» **Data excerpts**:
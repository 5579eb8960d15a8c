/// Single boolean output, typically a status LED on a GPIO pin.
pub trait Indicator: Send + Sync + 'static {
    /// Drives the output.
    fn set(&self, on: bool);
}
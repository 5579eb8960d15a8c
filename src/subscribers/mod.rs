//! # Event subscribers.
//!
//! Extension point for reacting to lifecycle events published on the
//! [`Bus`](crate::events::Bus): alarming, metrics, test recorders.
//!
//! ## Architecture
//! ```text
//!   Bus ──► subscriber_listener ──► SubscriberSet::emit(&Event)
//!                                         │
//!                          ┌──────────────┼──────────────┐
//!                          ▼              ▼              ▼
//!                   LifecycleTracker   custom #1  ...  custom #N
//! ```
//!
//! ## Implementing a subscriber
//! ```no_run
//! use async_trait::async_trait;
//! use nodevisor::{Event, EventKind, Subscribe};
//!
//! struct ErrorRateAlarm;
//!
//! #[async_trait]
//! impl Subscribe for ErrorRateAlarm {
//!     async fn on_event(&self, ev: &Event) {
//!         if let (EventKind::HealthReport, Some(snap)) = (ev.kind, &ev.snapshot) {
//!             if snap.can_errors.iter().any(|&n| n > 10_000) {
//!                 // raise an alarm
//!             }
//!         }
//!     }
//!
//!     fn name(&self) -> &'static str { "error-rate-alarm" }
//! }
//! ```

mod set;
mod subscriber;
mod tracker;

#[cfg(feature = "logging")]
mod log;

#[cfg(feature = "logging")]
pub use log::EventLog;
pub use set::SubscriberSet;
pub use subscriber::Subscribe;
pub use tracker::{LifecycleSnapshot, LifecycleTracker};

» **Your instructions**:
Only certain lines are wanted. Please return exactly those from the top of the data through the line with "filename src/subscribers/mod.rs".

» **Output of the exercise**:
repository 5579eb8960d15a8c
/// Single boolean output, typically a status LED on a GPIO pin.
pub trait Indicator: Send + Sync + 'static {
    /// Drives the output.
    fn set(&self, on: bool);
}
repository 5579eb8960d15a8c
filename src/subscribers/mod.rs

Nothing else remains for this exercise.